[Collection entries]
__________________________________________________

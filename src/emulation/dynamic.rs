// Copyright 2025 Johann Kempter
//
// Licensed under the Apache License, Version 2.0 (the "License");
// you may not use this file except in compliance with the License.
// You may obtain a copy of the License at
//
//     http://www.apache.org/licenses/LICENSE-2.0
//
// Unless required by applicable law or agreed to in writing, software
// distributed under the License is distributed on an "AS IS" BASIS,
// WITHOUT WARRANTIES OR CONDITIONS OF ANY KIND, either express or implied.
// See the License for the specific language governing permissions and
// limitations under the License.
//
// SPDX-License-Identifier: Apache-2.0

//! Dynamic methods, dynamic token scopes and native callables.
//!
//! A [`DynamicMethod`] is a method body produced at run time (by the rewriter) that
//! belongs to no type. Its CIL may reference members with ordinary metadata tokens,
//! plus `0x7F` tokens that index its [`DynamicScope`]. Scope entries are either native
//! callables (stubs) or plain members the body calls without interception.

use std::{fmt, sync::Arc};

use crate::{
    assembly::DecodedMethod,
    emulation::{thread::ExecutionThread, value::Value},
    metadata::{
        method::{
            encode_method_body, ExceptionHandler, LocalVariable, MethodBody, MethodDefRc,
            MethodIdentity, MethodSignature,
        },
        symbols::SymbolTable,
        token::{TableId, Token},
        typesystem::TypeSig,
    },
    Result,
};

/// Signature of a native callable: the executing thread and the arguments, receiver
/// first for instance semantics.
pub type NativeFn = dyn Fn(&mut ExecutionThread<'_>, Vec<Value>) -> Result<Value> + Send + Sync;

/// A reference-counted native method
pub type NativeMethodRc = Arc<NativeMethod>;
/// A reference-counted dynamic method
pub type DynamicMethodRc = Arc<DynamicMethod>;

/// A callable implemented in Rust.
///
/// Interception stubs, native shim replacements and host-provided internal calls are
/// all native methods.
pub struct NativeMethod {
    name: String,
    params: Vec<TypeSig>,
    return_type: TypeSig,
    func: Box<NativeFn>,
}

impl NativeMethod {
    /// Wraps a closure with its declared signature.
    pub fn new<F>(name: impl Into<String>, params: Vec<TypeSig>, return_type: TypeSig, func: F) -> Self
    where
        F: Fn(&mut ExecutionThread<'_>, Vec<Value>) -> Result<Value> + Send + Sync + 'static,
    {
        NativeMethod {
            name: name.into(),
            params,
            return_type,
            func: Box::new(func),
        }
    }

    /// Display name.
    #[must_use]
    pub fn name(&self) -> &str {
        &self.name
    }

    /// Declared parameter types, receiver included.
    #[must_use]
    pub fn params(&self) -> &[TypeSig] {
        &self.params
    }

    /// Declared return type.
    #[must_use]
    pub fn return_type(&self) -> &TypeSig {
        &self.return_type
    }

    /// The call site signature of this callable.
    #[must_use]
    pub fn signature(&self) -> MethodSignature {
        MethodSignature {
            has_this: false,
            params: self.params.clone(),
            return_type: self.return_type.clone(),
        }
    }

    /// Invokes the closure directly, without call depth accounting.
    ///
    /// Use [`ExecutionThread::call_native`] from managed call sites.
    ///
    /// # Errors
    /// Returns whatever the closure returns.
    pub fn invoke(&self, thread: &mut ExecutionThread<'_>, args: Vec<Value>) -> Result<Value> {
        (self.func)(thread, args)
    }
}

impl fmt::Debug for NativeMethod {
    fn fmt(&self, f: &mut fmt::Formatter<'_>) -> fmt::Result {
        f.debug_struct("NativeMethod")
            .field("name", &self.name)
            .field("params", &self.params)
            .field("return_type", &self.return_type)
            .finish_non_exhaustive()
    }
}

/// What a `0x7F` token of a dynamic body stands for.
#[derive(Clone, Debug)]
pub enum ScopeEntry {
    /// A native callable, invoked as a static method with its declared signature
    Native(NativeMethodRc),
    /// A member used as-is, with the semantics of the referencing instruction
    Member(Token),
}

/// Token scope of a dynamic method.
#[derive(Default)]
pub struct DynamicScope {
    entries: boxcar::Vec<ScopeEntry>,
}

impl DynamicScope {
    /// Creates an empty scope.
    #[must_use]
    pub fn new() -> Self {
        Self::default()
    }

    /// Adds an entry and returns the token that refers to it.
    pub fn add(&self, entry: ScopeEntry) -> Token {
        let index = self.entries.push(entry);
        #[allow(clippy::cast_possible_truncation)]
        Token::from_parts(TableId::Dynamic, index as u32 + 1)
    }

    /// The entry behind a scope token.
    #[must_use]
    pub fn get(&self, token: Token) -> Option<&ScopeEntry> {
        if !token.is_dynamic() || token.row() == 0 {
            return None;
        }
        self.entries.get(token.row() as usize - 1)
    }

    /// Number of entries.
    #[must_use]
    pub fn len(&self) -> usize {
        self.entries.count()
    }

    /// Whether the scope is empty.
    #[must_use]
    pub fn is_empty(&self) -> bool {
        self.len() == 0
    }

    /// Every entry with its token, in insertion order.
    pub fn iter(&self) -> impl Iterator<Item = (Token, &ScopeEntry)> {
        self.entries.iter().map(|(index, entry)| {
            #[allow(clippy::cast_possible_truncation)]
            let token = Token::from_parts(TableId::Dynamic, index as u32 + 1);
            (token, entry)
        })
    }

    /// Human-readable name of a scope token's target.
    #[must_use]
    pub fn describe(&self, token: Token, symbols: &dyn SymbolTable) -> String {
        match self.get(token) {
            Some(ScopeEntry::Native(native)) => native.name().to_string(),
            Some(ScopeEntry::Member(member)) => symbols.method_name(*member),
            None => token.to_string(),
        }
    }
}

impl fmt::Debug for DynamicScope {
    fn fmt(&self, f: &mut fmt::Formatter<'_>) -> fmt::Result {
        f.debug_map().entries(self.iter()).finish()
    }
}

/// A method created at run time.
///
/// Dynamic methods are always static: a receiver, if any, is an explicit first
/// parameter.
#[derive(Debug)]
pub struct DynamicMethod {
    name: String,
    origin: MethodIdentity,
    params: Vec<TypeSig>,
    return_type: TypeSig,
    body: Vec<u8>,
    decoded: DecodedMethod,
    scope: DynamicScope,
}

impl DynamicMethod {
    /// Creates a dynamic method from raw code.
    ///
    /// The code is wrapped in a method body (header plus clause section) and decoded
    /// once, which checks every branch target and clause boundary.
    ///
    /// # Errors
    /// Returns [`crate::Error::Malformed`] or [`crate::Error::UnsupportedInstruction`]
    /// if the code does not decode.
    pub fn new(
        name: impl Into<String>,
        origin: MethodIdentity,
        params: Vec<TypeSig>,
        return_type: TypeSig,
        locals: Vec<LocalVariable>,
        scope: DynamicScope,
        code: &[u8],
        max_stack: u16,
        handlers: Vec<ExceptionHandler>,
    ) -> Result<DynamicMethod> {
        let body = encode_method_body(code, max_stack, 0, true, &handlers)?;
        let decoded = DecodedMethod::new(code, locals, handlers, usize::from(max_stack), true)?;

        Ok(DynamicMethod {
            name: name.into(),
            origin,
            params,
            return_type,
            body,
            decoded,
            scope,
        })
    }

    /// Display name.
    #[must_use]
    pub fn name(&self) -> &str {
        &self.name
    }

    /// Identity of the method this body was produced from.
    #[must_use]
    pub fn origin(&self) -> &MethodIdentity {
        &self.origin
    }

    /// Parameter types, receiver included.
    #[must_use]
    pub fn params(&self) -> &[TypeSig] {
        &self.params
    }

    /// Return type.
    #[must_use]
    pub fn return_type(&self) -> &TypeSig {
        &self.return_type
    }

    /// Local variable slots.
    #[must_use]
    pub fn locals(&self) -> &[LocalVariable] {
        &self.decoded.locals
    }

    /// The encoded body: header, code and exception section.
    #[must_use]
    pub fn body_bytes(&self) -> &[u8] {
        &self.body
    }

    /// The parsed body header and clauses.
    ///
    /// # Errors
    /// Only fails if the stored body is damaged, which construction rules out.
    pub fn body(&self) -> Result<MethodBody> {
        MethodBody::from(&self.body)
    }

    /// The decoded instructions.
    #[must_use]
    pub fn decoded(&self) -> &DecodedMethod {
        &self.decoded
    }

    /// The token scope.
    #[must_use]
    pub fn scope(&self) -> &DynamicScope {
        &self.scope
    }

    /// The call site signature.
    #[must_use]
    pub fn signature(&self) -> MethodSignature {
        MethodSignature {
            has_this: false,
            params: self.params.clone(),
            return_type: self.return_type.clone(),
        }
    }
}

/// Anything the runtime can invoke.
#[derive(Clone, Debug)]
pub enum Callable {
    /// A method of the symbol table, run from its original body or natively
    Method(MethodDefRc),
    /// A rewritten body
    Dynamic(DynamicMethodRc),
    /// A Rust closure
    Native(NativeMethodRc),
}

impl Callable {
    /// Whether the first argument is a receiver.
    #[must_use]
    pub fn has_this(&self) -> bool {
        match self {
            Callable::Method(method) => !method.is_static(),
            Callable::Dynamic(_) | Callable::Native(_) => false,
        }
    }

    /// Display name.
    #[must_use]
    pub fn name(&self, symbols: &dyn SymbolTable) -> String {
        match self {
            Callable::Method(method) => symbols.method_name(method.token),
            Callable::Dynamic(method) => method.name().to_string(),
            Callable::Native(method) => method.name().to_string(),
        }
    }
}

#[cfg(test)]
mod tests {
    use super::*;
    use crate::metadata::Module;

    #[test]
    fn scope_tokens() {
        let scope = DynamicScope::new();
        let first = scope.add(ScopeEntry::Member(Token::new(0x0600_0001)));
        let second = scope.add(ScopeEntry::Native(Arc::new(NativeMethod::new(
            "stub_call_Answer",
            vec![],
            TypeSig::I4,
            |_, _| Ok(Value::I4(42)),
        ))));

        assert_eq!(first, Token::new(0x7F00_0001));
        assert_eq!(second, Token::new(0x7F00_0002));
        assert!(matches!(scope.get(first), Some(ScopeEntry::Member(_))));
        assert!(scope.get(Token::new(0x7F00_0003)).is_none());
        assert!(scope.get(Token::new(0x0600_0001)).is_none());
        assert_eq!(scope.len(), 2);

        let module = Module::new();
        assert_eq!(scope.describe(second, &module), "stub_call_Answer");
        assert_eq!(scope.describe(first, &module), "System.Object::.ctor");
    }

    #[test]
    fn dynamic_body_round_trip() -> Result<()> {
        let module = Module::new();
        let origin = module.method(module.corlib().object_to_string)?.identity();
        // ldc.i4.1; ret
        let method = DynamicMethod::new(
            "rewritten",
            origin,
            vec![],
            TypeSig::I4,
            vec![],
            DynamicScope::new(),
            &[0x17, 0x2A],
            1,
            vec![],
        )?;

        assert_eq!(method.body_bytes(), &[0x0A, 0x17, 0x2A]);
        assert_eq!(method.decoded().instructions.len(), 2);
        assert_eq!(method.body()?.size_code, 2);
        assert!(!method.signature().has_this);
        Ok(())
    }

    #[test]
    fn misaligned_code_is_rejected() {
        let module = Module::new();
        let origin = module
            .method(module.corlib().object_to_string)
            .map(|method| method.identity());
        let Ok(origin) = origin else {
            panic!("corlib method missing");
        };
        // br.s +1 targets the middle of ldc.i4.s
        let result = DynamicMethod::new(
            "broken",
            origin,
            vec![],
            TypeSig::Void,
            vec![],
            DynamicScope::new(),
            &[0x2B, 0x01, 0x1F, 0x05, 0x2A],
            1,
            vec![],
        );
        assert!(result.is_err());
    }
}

__________________________________________________

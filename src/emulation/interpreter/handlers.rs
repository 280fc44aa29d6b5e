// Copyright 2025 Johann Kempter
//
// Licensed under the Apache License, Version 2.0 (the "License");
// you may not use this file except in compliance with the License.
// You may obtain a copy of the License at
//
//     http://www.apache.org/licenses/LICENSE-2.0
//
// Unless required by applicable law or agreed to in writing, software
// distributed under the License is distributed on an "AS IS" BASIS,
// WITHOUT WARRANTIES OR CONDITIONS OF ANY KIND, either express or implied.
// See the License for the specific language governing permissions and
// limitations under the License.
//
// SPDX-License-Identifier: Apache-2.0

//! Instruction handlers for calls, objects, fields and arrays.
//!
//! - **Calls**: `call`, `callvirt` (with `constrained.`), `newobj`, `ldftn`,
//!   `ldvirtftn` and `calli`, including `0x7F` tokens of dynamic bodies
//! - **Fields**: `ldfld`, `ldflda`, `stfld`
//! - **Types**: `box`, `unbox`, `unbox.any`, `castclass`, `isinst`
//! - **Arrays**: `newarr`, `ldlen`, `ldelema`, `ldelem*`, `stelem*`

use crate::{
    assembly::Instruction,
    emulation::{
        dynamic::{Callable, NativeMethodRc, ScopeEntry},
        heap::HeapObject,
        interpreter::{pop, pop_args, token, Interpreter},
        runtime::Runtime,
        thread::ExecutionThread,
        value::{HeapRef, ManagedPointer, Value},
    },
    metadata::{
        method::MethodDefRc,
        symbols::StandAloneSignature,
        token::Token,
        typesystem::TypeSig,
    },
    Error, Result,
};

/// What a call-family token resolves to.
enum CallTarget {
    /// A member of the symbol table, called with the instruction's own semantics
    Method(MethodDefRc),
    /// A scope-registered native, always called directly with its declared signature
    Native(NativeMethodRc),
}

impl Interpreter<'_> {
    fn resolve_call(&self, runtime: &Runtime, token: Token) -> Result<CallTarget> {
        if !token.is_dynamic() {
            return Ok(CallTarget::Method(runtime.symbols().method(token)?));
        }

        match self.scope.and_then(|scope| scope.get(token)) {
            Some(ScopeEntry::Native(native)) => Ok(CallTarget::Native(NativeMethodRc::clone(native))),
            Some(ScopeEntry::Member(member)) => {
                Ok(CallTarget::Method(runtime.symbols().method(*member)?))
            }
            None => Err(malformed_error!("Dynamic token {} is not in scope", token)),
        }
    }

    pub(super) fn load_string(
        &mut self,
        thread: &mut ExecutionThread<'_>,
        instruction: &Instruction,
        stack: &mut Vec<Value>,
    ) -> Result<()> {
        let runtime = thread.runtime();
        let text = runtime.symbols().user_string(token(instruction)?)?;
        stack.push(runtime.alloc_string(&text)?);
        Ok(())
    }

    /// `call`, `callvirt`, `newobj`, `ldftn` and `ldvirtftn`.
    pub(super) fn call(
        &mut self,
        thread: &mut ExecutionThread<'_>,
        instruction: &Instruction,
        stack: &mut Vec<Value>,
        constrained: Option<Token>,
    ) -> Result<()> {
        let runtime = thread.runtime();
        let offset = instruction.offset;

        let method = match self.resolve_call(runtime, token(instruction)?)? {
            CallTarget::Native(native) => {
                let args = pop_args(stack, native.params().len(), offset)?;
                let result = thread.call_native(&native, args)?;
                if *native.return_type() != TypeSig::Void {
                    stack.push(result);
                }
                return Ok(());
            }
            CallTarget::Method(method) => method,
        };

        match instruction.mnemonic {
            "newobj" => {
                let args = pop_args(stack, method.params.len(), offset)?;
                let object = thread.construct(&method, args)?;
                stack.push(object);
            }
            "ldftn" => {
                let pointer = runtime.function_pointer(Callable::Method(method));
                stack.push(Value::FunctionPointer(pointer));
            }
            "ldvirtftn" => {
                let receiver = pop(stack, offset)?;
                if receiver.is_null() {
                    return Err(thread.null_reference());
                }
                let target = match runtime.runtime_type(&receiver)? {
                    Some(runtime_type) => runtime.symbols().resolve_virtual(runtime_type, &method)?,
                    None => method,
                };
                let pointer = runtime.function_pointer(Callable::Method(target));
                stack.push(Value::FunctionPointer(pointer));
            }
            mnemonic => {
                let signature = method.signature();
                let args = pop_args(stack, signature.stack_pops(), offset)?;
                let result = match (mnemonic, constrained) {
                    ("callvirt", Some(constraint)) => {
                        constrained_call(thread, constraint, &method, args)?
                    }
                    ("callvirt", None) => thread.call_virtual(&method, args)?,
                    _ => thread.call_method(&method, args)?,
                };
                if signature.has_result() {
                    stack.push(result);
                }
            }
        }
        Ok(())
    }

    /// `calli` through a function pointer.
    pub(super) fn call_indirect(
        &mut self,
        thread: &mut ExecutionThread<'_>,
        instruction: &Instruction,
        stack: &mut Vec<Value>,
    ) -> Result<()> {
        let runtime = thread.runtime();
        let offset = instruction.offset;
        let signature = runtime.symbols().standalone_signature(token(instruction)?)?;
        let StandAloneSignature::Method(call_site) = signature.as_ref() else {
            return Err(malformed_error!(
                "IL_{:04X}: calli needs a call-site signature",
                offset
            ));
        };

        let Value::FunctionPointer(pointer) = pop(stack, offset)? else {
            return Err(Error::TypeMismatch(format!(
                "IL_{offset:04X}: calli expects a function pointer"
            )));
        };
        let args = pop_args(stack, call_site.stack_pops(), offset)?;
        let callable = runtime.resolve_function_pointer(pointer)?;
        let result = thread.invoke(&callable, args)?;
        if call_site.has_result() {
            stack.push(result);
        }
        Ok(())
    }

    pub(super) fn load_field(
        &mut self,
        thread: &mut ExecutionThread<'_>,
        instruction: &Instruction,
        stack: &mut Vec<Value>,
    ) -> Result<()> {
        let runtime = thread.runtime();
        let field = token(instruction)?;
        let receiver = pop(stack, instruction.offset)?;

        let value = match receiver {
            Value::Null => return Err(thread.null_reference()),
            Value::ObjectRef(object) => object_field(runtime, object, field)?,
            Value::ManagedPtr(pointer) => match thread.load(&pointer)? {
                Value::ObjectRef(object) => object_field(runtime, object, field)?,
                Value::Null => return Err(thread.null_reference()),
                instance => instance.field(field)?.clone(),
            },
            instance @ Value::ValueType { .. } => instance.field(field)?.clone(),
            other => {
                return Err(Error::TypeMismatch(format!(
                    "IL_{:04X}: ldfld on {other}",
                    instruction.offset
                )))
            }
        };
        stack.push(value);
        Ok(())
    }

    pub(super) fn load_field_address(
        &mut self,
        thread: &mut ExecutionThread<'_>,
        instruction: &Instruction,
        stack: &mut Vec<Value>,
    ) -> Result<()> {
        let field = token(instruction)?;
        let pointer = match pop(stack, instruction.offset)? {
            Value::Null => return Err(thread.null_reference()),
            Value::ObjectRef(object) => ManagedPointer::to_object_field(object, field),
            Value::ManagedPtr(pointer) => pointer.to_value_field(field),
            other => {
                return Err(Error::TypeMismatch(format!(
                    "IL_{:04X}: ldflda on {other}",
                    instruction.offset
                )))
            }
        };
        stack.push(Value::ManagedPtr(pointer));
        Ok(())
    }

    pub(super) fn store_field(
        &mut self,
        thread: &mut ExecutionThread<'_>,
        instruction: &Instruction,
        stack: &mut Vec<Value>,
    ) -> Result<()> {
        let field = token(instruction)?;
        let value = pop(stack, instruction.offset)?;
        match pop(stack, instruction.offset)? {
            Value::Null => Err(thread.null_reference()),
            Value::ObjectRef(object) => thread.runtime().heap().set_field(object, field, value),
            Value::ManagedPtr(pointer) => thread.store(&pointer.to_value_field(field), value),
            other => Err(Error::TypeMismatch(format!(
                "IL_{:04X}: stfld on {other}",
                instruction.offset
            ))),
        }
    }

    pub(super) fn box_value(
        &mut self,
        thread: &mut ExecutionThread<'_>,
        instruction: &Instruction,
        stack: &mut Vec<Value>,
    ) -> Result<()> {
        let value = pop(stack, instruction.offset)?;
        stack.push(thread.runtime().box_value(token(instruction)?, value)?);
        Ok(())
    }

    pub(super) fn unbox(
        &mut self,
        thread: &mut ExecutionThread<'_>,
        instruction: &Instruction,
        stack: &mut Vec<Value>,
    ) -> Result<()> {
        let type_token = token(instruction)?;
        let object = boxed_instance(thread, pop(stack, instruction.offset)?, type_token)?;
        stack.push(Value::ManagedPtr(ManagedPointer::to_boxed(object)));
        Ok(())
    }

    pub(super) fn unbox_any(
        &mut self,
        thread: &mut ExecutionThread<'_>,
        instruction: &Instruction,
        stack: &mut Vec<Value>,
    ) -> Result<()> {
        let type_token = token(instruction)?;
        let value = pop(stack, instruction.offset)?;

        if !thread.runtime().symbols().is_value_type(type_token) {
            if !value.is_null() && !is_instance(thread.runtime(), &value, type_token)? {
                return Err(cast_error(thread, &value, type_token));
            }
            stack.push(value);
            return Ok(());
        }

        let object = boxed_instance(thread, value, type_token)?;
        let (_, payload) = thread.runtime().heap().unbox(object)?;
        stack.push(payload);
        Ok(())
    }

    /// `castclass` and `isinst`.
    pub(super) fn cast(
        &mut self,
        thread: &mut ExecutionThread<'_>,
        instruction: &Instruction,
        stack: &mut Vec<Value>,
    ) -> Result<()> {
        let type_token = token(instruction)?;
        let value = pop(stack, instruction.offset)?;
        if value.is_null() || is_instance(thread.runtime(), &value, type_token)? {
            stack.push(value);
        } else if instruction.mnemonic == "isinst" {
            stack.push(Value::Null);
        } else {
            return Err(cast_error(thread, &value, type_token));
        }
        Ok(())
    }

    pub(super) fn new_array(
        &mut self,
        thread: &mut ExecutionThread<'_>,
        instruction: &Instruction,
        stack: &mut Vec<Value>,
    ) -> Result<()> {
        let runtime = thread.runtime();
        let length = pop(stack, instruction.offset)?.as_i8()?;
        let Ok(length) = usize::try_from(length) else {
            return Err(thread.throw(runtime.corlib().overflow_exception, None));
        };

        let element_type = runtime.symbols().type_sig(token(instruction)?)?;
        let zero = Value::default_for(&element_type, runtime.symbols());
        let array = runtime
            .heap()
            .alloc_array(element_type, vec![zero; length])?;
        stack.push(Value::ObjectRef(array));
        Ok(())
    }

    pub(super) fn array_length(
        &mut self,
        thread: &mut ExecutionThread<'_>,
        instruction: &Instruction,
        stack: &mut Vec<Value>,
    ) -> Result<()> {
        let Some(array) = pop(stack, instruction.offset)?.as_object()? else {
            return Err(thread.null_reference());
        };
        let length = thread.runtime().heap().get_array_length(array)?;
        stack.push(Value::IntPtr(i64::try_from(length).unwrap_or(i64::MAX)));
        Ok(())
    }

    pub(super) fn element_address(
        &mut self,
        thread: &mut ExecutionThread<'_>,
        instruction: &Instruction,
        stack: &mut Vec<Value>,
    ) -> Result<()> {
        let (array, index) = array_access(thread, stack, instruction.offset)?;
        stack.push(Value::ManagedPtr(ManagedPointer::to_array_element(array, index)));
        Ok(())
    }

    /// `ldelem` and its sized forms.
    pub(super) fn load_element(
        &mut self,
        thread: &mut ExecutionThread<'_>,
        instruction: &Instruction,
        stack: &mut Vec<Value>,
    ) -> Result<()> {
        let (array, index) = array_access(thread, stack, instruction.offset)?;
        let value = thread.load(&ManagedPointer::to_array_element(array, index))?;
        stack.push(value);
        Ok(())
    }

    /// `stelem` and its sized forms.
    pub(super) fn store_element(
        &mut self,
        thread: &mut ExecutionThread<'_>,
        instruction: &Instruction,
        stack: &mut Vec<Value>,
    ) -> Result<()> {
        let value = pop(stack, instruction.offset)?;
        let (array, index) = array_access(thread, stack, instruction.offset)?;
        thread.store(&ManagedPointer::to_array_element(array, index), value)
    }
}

__________________________________________________

TO DO:
Look above for the line holding "filename src/emulation/dynamic.rs" and the line holding "its declared signature.". Retype both, and every line between them, word for word and nothing else.

RESULT FOR THIS TASK:
filename src/emulation/dynamic.rs
// Copyright 2025 Johann Kempter
//
// Licensed under the Apache License, Version 2.0 (the "License");
// you may not use this file except in compliance with the License.
// You may obtain a copy of the License at
//
//     http://www.apache.org/licenses/LICENSE-2.0
//
// Unless required by applicable law or agreed to in writing, software
// distributed under the License is distributed on an "AS IS" BASIS,
// WITHOUT WARRANTIES OR CONDITIONS OF ANY KIND, either express or implied.
// See the License for the specific language governing permissions and
// limitations under the License.
//
// SPDX-License-Identifier: Apache-2.0

//! Dynamic methods, dynamic token scopes and native callables.
//!
//! A [`DynamicMethod`] is a method body produced at run time (by the rewriter) that
//! belongs to no type. Its CIL may reference members with ordinary metadata tokens,
//! plus `0x7F` tokens that index its [`DynamicScope`]. Scope entries are either native
//! callables (stubs) or plain members the body calls without interception.

use std::{fmt, sync::Arc};

use crate::{
    assembly::DecodedMethod,
    emulation::{thread::ExecutionThread, value::Value},
    metadata::{
        method::{
            encode_method_body, ExceptionHandler, LocalVariable, MethodBody, MethodDefRc,
            MethodIdentity, MethodSignature,
        },
        symbols::SymbolTable,
        token::{TableId, Token},
        typesystem::TypeSig,
    },
    Result,
};

/// Signature of a native callable: the executing thread and the arguments, receiver
/// first for instance semantics.
pub type NativeFn = dyn Fn(&mut ExecutionThread<'_>, Vec<Value>) -> Result<Value> + Send + Sync;

/// A reference-counted native method
pub type NativeMethodRc = Arc<NativeMethod>;
/// A reference-counted dynamic method
pub type DynamicMethodRc = Arc<DynamicMethod>;

/// A callable implemented in Rust.
///
/// Interception stubs, native shim replacements and host-provided internal calls are
/// all native methods.
pub struct NativeMethod {
    name: String,
    params: Vec<TypeSig>,
    return_type: TypeSig,
    func: Box<NativeFn>,
}

impl NativeMethod {
    /// Wraps a closure with its declared signature.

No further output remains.